PUBLISHED: 10:13 13 March 2017

PCSO Maria Clapp and Cllr Claire Wright with Thorne Farm Way residents. Ref sho 10-17TI 8251. Picture: Terry Ife

PCSO Maria Clapp and Cllr Claire Wright with Thorne Farm Way residents. Ref sho 10-17TI 8251. Picture: Terry Ife

Archant

Residents have rallied together to blast ‘disgusting’ vandalism that has seen a popular footpath - used daily by schoolchildren - branded an eyesore and a danger.

PCSO Maria Clapp and Cllr Claire Wright with Thorne Farm Way residents. Ref sho 10-17TI 8241. Picture: Terry IfePCSO Maria Clapp and Cllr Claire Wright with Thorne Farm Way residents. Ref sho 10-17TI 8241. Picture: Terry Ife

Broken fencing along the walkaway in Thorne Farm Way has seen concerns raised for the safety of pedestirans.

The path is used by pupils form The King’s School every day. Residents say they have heard the damage being inflicted late at night.

The vandalised fencing - ‘with nails sticking out’ - now sits at the bottom of a bank aside the pathway.

County councillor Claire Wright said this week that she could fund repairs from her locality budget, but this could mean ‘nice’ community projects miss out on cash. She told the town council on Monday: “I just feel that the whole place needs to be blitzed - the graffiti needs to come off; the litter needs to be picked up regularly. By hook or by crook it needs to be done, and, of course, then the issue is how do we prevent those fence panels getting broken off in future. It just seems to be this ongoing problem.

“I would be absolutely gutted if that happens again after I paid for it. Now, the [county] council has so little money, I want to spend it [her locality budget] on really nice community projects that help people.

“I don’t really want to be repairing a fence, but I don’t think there is any other option, because otherwise it is going to take another year or more. It’s so frustrating that this keeps happening.”

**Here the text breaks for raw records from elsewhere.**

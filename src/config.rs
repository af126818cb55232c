//! Oracle configuration.
//!
//! Defaults suit an interactive test run. `OracleConfig::from_env` lets CI
//! override them without code changes.

use std::env;
use std::time::Duration;

use thiserror::Error;

/// Enables fail-fast (`1`, `true`, `yes`, `on` / `0`, `false`, `no`, `off`).
pub const FAIL_FAST_ENV: &str = "ER_ORACLE_FAIL_FAST";

/// Grace delay in milliseconds before a fail-fast run stops.
pub const FAIL_FAST_GRACE_ENV: &str = "ER_ORACLE_FAIL_FAST_GRACE_MS";

/// Configuration and flag-table errors.
#[derive(Debug, Error)]
pub enum ConfigError {
    #[error("environment variable `{name}` contained invalid UTF-8")]
    InvalidUnicode {
        name: &'static str,
    },

    #[error("invalid value `{value}` for `{name}`: {reason}")]
    InvalidValue {
        name: &'static str,
        value: String,
        reason: String,
    },

    #[error("failed to parse {source_name}: {message}")]
    Parse {
        source_name: &'static str,
        message: String,
    },

    #[error("flag name `{name}` must match SZ_[A-Z0-9_]+")]
    InvalidFlagName {
        name: String,
    },

    #[error("flag `{name}` registered twice")]
    DuplicateFlag {
        name: String,
    },

    #[error("flag `{name}` is not registered")]
    UnknownFlag {
        name: String,
    },
}

/// Driver configuration.
#[derive(Debug, Clone, PartialEq, Eq)]
pub struct OracleConfig {
    /// Stop the run after the first failing case.
    pub fail_fast: bool,
    /// How long a fail-fast run waits before stopping, so in-flight log
    /// output and diagnostics can be flushed.
    pub fail_fast_grace: Duration,
}

impl Default for OracleConfig {
    fn default() -> Self {
        Self {
            fail_fast: false,
            fail_fast_grace: Duration::from_millis(250),
        }
    }
}

impl OracleConfig {
    /// Defaults overridden by `ER_ORACLE_*` environment variables.
    pub fn from_env() -> Result<Self, ConfigError> {
        Self::from_lookup(|name| env::var(name))
    }

    /// Same as [`Self::from_env`] but reading from an arbitrary source.
    pub fn from_lookup<F>(lookup: F) -> Result<Self, ConfigError>
    where
        F: Fn(&'static str) -> Result<String, env::VarError>,
    {
        let mut config = Self::default();
        if let Some(raw) = read_var(&lookup, FAIL_FAST_ENV)? {
            config.fail_fast = parse_bool(FAIL_FAST_ENV, &raw)?;
        }
        if let Some(raw) = read_var(&lookup, FAIL_FAST_GRACE_ENV)? {
            let millis = raw
                .trim()
                .parse::<u64>()
                .map_err(|e| ConfigError::InvalidValue {
                    name: FAIL_FAST_GRACE_ENV,
                    value: raw.clone(),
                    reason: e.to_string(),
                })?;
            config.fail_fast_grace = Duration::from_millis(millis);
        }
        Ok(config)
    }

    /// Enables fail-fast with the given grace delay.
    #[must_use]
    pub const fn with_fail_fast(mut self, grace: Duration) -> Self {
        self.fail_fast = true;
        self.fail_fast_grace = grace;
        self
    }
}

fn read_var<F>(lookup: &F, name: &'static str) -> Result<Option<String>, ConfigError>
where
    F: Fn(&'static str) -> Result<String, env::VarError>,
{
    match lookup(name) {
        Ok(raw) => Ok(Some(raw)),
        Err(env::VarError::NotPresent) => Ok(None),
        Err(env::VarError::NotUnicode(_)) => Err(ConfigError::InvalidUnicode { name }),
    }
}

fn parse_bool(name: &'static str, raw: &str) -> Result<bool, ConfigError> {
    match raw.trim().to_ascii_lowercase().as_str() {
        "1" | "true" | "yes" | "on" => Ok(true),
        "0" | "false" | "no" | "off" => Ok(false),
        other => Err(ConfigError::InvalidValue {
            name,
            value: other.to_string(),
            reason: "expected a boolean".to_string(),
        }),
    }
}
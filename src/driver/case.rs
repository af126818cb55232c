//! Test cases: one operation, one flag set, one expectation.

use std::fmt;

use serde::Serialize;

use crate::error::SdkErrorKind;
use crate::expected::{ExpectedNetworkSpec, ExpectedPathSpec};
use crate::flags::FlagSet;
use crate::record::{EntityId, EntityRef, RecordKey};
use crate::sdk::{FindNetworkRequest, FindPathRequest};

/// The SDK call a case makes.
#[derive(Debug, Clone, PartialEq, Eq, Serialize)]
#[serde(tag = "operation", rename_all = "snake_case")]
pub enum Operation {
    FindPath(FindPathRequest),
    FindNetwork(FindNetworkRequest),
    GetEntity { entity: EntityRef },
    GetRecord { record: RecordKey },
    Search { attributes: String },
    WhyEntities { first: EntityId, second: EntityId },
    HowEntity { entity: EntityId },
    /// Opens an export, fetches it to exhaustion and closes it.
    Export,
    AddRecord { record: RecordKey, json: String },
    DeleteRecord { record: RecordKey },
    /// Swaps the default configuration, reading the current id first unless
    /// `current` is given.
    ReplaceDefaultConfig { current: Option<i64>, replacement: i64 },
}

impl Operation {
    /// Short operation name for logs and reports.
    #[must_use]
    pub const fn name(&self) -> &'static str {
        match self {
            Self::FindPath(_) => "find-path",
            Self::FindNetwork(_) => "find-network",
            Self::GetEntity { .. } => "get-entity",
            Self::GetRecord { .. } => "get-record",
            Self::Search { .. } => "search",
            Self::WhyEntities { .. } => "why-entities",
            Self::HowEntity { .. } => "how-entity",
            Self::Export => "export",
            Self::AddRecord { .. } => "add-record",
            Self::DeleteRecord { .. } => "delete-record",
            Self::ReplaceDefaultConfig { .. } => "replace-default-config",
        }
    }
}

/// What the case expects back.
#[derive(Debug, Clone, PartialEq, Eq)]
pub enum Expectation {
    /// A find-path result matching the expected path.
    Path(ExpectedPathSpec),
    /// A find-network result matching the expected network.
    Network(ExpectedNetworkSpec),
    /// Any successful result.
    Success,
    /// A failure of exactly this kind.
    Failure(SdkErrorKind),
}

impl fmt::Display for Expectation {
    fn fmt(&self, f: &mut fmt::Formatter<'_>) -> fmt::Result {
        match self {
            Self::Path(spec) if spec.expects_no_path() => write!(f, "no path"),
            Self::Path(spec) => write!(f, "path of {} entities", spec.expected_length),
            Self::Network(spec) => write!(f, "network of {} paths", spec.paths.len()),
            Self::Success => write!(f, "success"),
            Self::Failure(kind) => write!(f, "{kind} failure"),
        }
    }
}

/// One generated test case, consumed once by the driver.
#[derive(Debug, Clone, PartialEq, Eq)]
pub struct TestCase {
    pub description: String,
    pub operation: Operation,
    pub flags: FlagSet,
    pub expectation: Expectation,
}

impl TestCase {
    /// Creates a case.
    #[must_use]
    pub fn new(
        description: impl Into<String>,
        operation: Operation,
        flags: FlagSet,
        expectation: Expectation,
    ) -> Self {
        Self {
            description: description.into(),
            operation,
            flags,
            expectation,
        }
    }

    /// Stable content hash identifying this case across runs.
    ///
    /// Covers the description, the operation with its inputs, the flag
    /// names and the expectation.
    #[must_use]
    pub fn fingerprint(&self) -> String {
        let mut hasher = blake3::Hasher::new();
        hasher.update(self.description.as_bytes());
        hasher.update(&[0]);
        match serde_json::to_vec(&self.operation) {
            Ok(bytes) => hasher.update(&bytes),
            Err(_) => hasher.update(self.operation.name().as_bytes()),
        };
        hasher.update(&[0]);
        for name in self.flags.names() {
            hasher.update(name.as_bytes());
            hasher.update(b"|");
        }
        hasher.update(&[0]);
        hasher.update(self.expectation.to_string().as_bytes());
        let hex = hasher.finalize().to_hex();
        hex.as_str()[..16].to_string()
    }
}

Resident Helen Atkinson had written to the town council to call for stronger panels to be installed as part of a solution to the vandalism.

She said: “I would say 30 to 40 per cent of the fences have been knocked down. It looks totally disgusting.”

She added the late former Citizen of the Year Barry Fearn, who died in November, used to voluntarily repair the fences – only for the panels to be vandalised or kicked down soon after.

Resident Margaret Tampkins said replacing the wooden panels ‘like for like’ would see the problem happen over and over again. She added: “Even though people hear it [vandalism] happening late at night, they are not going to apprehend people at that stage.”

PCSO Maria Clapp added: “There is a very steep bank on one side with the damaged fencing at the bottom with nails sticking out.

“If somebody fell down this bank, they would not only be injured, but find it very difficult to climb back up. Also, there is no lighting in this area, which could cause a problem when dark and children messing around. The area also looks unsightly and uncared for.”